As well as presenting clear and individual thoughts, each paragraph should have a specific reason for being there. There are a few questions you should ask of yourself: “What do I want to say in this particular paragraph?” “How should I try to express it?” “Am I trying to expand a previous idea?” “Is my aim to qualify an earlier statement?” “Is this point one I am restating or using to support another one?” “Do I want to compare, contrast or describe something?”
The following are a few suggestions on how to plan the purpose of a paragraph
- To state something is about making some claim or assertion.
- To restate something is to reword a previously made claim or assertion to modify, emphasize or clarify it.
- To support something is about offering evidence to back up or substantiate a claim or assertion.
- To concur is to agree with someone else’s claims or assertions.
- To qualify something is about restricting what a previously made claim or assertion means.
- To concede is to acknowledge the existence of a viewpoint, perspective or fact that questions the claims or assertions of another person.
- To negate something is to offer evidence or reasoning to show a claim or assertion is untrue.
- To expand is to elaborate or clarify a previously made claim or assertion.
- To analyze is to break down a claim or assertion into its component parts with the aim of evaluating or clarifying it.
- To define is to explain what words that were previously used or will be used mean.
- To describe means to list or name the features of a concept or thing so that readers can understand it better or imagine it more clearly.
- To exemplify is to provide an illustration of what a previously made statement means or to provide a solid example to give credibility to a point.

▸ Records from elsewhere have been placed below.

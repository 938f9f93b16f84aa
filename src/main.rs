#[cfg(not(target_arch = "wasm32"))]
use water_scene::cli;

#[cfg(not(target_arch = "wasm32"))]
fn main() {
    env_logger::init();
    if let Err(e) = cli::run() {
        eprintln!("Error: {}", e);
        std::process::exit(1);
    }
}

#[cfg(target_arch = "wasm32")]
fn main() {}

- To compare and contrast is to examine objects side-by-side in order to evaluate them, clarify their specific features, or to note their likenesses and differences.

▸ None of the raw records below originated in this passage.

//! Static textures: the 3D noise volume and the skybox cubemap.

use std::path::Path;

use anyhow::{ensure, Context, Result};
use image::RgbaImage;

use crate::noise::NoiseVolume;

/// Face file stems in cube layer order (+X, -X, +Y, -Y, +Z, -Z).
pub const CUBE_FACES: [&str; 6] = ["xp", "xn", "yp", "yn", "zp", "zn"];

const FACE_EXTENSIONS: [&str; 3] = ["jpg", "jpeg", "png"];

pub struct GpuTexture {
    pub texture: wgpu::Texture,
    pub view: wgpu::TextureView,
}

/// Fail unless every edge of a `width x height x depth` volume is non-zero and
/// fits within `max_dimension` (the device's `max_texture_dimension_3d`).
pub fn check_volume_extent(dimensions: (usize, usize, usize), max_dimension: u32) -> Result<()> {
    let (width, height, depth) = dimensions;
    for (axis, edge) in [("width", width), ("height", height), ("depth", depth)] {
        ensure!(edge > 0, "Noise volume {} is zero", axis);
        ensure!(
            edge <= max_dimension as usize,
            "Noise volume {} {} exceeds the device's 3D texture limit of {}",
            axis,
            edge,
            max_dimension
        );
    }
    Ok(())
}

/// Upload the noise volume as a 3D RGBA8 texture.
pub fn create_noise_texture(device: &wgpu::Device, queue: &wgpu::Queue, volume: &NoiseVolume) -> GpuTexture {
    let (width, height, depth) = volume.dimensions();
    let size = wgpu::Extent3d {
        width: width as u32,
        height: height as u32,
        depth_or_array_layers: depth as u32,
    };

    let texture = device.create_texture(&wgpu::TextureDescriptor {
        label: Some("Noise Texture"),
        size,
        mip_level_count: 1,
        sample_count: 1,
        dimension: wgpu::TextureDimension::D3,
        format: wgpu::TextureFormat::Rgba8Unorm,
        usage: wgpu::TextureUsages::TEXTURE_BINDING | wgpu::TextureUsages::COPY_DST,
        view_formats: &[],
    });

    queue.write_texture(
        wgpu::ImageCopyTexture {
            texture: &texture,
            mip_level: 0,
            origin: wgpu::Origin3d::ZERO,
            aspect: wgpu::TextureAspect::All,
        },
        &volume.to_rgba8(),
        wgpu::ImageDataLayout {
            offset: 0,
            bytes_per_row: Some(4 * size.width),
            rows_per_image: Some(size.height),
        },
        size,
    );

    let view = texture.create_view(&wgpu::TextureViewDescriptor::default());
    GpuTexture { texture, view }
}

/// Six square faces of equal size.
#[derive(Debug, Clone)]
pub struct CubemapImages {
    pub faces: [RgbaImage; 6],
}

impl CubemapImages {
    pub fn size(&self) -> u32 {
        self.faces[0].width()
    }

    fn validate(&self) -> Result<()> {
        let size = self.size();
        ensure!(size > 0, "Cubemap faces are empty");
        for (face, name) in self.faces.iter().zip(CUBE_FACES) {
            ensure!(
                face.width() == size && face.height() == size,
                "Cubemap face '{}' is {}x{}, expected {}x{}",
                name,
                face.width(),
                face.height(),
                size,
                size
            );
        }
        Ok(())
    }

    /// Load `xp, xn, yp, yn, zp, zn` images (jpg or png) from `dir`.
    pub fn load_dir(dir: &Path) -> Result<Self> {
        let mut faces = Vec::with_capacity(6);
        for name in CUBE_FACES {
            let path = FACE_EXTENSIONS
                .iter()
                .map(|ext| dir.join(format!("{}.{}", name, ext)))
                .find(|p| p.exists())
                .with_context(|| format!("Skybox face '{}' not found in {}", name, dir.display()))?;

            let face = image::open(&path)
                .with_context(|| format!("Failed to decode skybox face {}", path.display()))?
                .to_rgba8();
            faces.push(face);
        }

        let faces: [RgbaImage; 6] = faces
            .try_into()
            .map_err(|_| anyhow::anyhow!("Expected six skybox faces"))?;
        let images = Self { faces };
        images.validate()?;
        log::info!("Loaded skybox from {} ({}px faces)", dir.display(), images.size());
        Ok(images)
    }

    /// Vertical gradient sky: horizon haze to deep blue overhead, dark below.
    pub fn procedural(size: u32) -> Self {
        let size = size.max(1);
        let faces = std::array::from_fn(|layer| {
            RgbaImage::from_fn(size, size, |x, y| {
                let dir = face_direction(layer, x, y, size);
                sky_color(dir[1] / (dir[0] * dir[0] + dir[1] * dir[1] + dir[2] * dir[2]).sqrt())
            })
        });
        Self { faces }
    }
}

/// Direction through texel centre `(x, y)` of cube layer `layer`.
fn face_direction(layer: usize, x: u32, y: u32, size: u32) -> [f32; 3] {
    let u = 2.0 * (x as f32 + 0.5) / size as f32 - 1.0;
    let v = 2.0 * (y as f32 + 0.5) / size as f32 - 1.0;
    match layer {
        0 => [1.0, -v, -u],
        1 => [-1.0, -v, u],
        2 => [u, 1.0, v],
        3 => [u, -1.0, -v],
        4 => [u, -v, 1.0],
        _ => [-u, -v, -1.0],
    }
}

fn sky_color(elevation: f32) -> image::Rgba<u8> {
    let lerp = |a: f32, b: f32, t: f32| a + (b - a) * t;
    let (r, g, b) = if elevation >= 0.0 {
        let t = elevation.sqrt();
        (lerp(0.85, 0.20, t), lerp(0.90, 0.45, t), lerp(0.95, 0.85, t))
    } else {
        let t = (-elevation).sqrt();
        (lerp(0.60, 0.10, t), lerp(0.70, 0.15, t), lerp(0.75, 0.25, t))
    };
    image::Rgba([(r * 255.0) as u8, (g * 255.0) as u8, (b * 255.0) as u8, 255])
}

/// Upload six faces into a layered texture viewed as a cube.
pub fn create_cubemap_texture(device: &wgpu::Device, queue: &wgpu::Queue, images: &CubemapImages) -> GpuTexture {
    let size = images.size();
    let texture = device.create_texture(&wgpu::TextureDescriptor {
        label: Some("Skybox Cubemap"),
        size: wgpu::Extent3d {
            width: size,
            height: size,
            depth_or_array_layers: 6,
        },
        mip_level_count: 1,
        sample_count: 1,
        dimension: wgpu::TextureDimension::D2,
        format: wgpu::TextureFormat::Rgba8UnormSrgb,
        usage: wgpu::TextureUsages::TEXTURE_BINDING | wgpu::TextureUsages::COPY_DST,
        view_formats: &[],
    });

    for (layer, face) in images.faces.iter().enumerate() {
        queue.write_texture(
            wgpu::ImageCopyTexture {
                texture: &texture,
                mip_level: 0,
                origin: wgpu::Origin3d {
                    x: 0,
                    y: 0,
                    z: layer as u32,
                },
                aspect: wgpu::TextureAspect::All,
            },
            face.as_raw(),
            wgpu::ImageDataLayout {
                offset: 0,
                bytes_per_row: Some(4 * size),
                rows_per_image: Some(size),
            },
            wgpu::Extent3d {
                width: size,
                height: size,
                depth_or_array_layers: 1,
            },
        );
    }

    let view = texture.create_view(&wgpu::TextureViewDescriptor {
        label: Some("Skybox Cube View"),
        dimension: Some(wgpu::TextureViewDimension::Cube),
        ..Default::default()
    });
    GpuTexture { texture, view }
}

/// Trilinear sampler that wraps in every direction (noise lookups).
pub fn create_repeat_sampler(device: &wgpu::Device, label: &str) -> wgpu::Sampler {
    device.create_sampler(&wgpu::SamplerDescriptor {
        label: Some(label),
        address_mode_u: wgpu::AddressMode::Repeat,
        address_mode_v: wgpu::AddressMode::Repeat,
        address_mode_w: wgpu::AddressMode::Repeat,
        mag_filter: wgpu::FilterMode::Linear,
        min_filter: wgpu::FilterMode::Linear,
        mipmap_filter: wgpu::FilterMode::Nearest,
        ..Default::default()
    })
}

/// Linear sampler clamped to the edge (cubemap).
pub fn create_clamp_sampler(device: &wgpu::Device, label: &str) -> wgpu::Sampler {
    device.create_sampler(&wgpu::SamplerDescriptor {
        label: Some(label),
        address_mode_u: wgpu::AddressMode::ClampToEdge,
        address_mode_v: wgpu::AddressMode::ClampToEdge,
        address_mode_w: wgpu::AddressMode::ClampToEdge,
        mag_filter: wgpu::FilterMode::Linear,
        min_filter: wgpu::FilterMode::Linear,
        mipmap_filter: wgpu::FilterMode::Nearest,
        ..Default::default()
    })
}

#[cfg(test)]
mod tests {
    use super::*;

    #[test]
    fn test_volume_extent_within_limit() {
        assert!(check_volume_extent((256, 256, 256), 256).is_ok());
        assert!(check_volume_extent((64, 64, 64), 2048).is_ok());
    }

    #[test]
    fn test_volume_extent_over_limit_is_error() {
        let err = check_volume_extent((300, 300, 300), 256).unwrap_err();
        assert!(err.to_string().contains("300"));
        assert!(check_volume_extent((8, 8, 257), 256).is_err());
        assert!(check_volume_extent((0, 8, 8), 256).is_err());
    }

    #[test]
    fn test_procedural_sky_shape() {
        let sky = CubemapImages::procedural(8);
        assert_eq!(sky.size(), 8);
        assert!(sky.validate().is_ok());
    }

    #[test]
    fn test_procedural_sky_is_brighter_above_than_below() {
        let sky = CubemapImages::procedural(4);
        let top = sky.faces[2].get_pixel(2, 2);
        let bottom = sky.faces[3].get_pixel(2, 2);
        assert!(top[2] > bottom[2]);
    }

    #[test]
    fn test_face_directions_point_along_axes() {
        // Centre texel of each face (odd size so it is exact).
        let expected = [
            [1.0, 0.0, 0.0],
            [-1.0, 0.0, 0.0],
            [0.0, 1.0, 0.0],
            [0.0, -1.0, 0.0],
            [0.0, 0.0, 1.0],
            [0.0, 0.0, -1.0],
        ];
        for (layer, axis) in expected.iter().enumerate() {
            let d = face_direction(layer, 1, 1, 3);
            for i in 0..3 {
                assert!((d[i] - axis[i]).abs() < 1e-6, "layer {} -> {:?}", layer, d);
            }
        }
    }

    #[test]
    fn test_mismatched_faces_rejected() {
        let mut sky = CubemapImages::procedural(4);
        sky.faces[5] = RgbaImage::new(2, 2);
        assert!(sky.validate().is_err());
    }

    #[test]
    fn test_missing_skybox_dir_is_error() {
        assert!(CubemapImages::load_dir(Path::new("/no/such/skybox")).is_err());
    }
}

- To narrate is to relate a story that describes one or more events.
- To synthesize is to combine information from different paragraphs into one coherent entity, which often involves presenting the subject matter from a different perspective.
- To evaluate is to judge something that was previously demonstrated or discussed.
- To transition is to provide links that move the reader smoothly from one part of a text or argument to the next.
- To summarize is to restate the main idea(s), arguments, or previously discussed points of a text.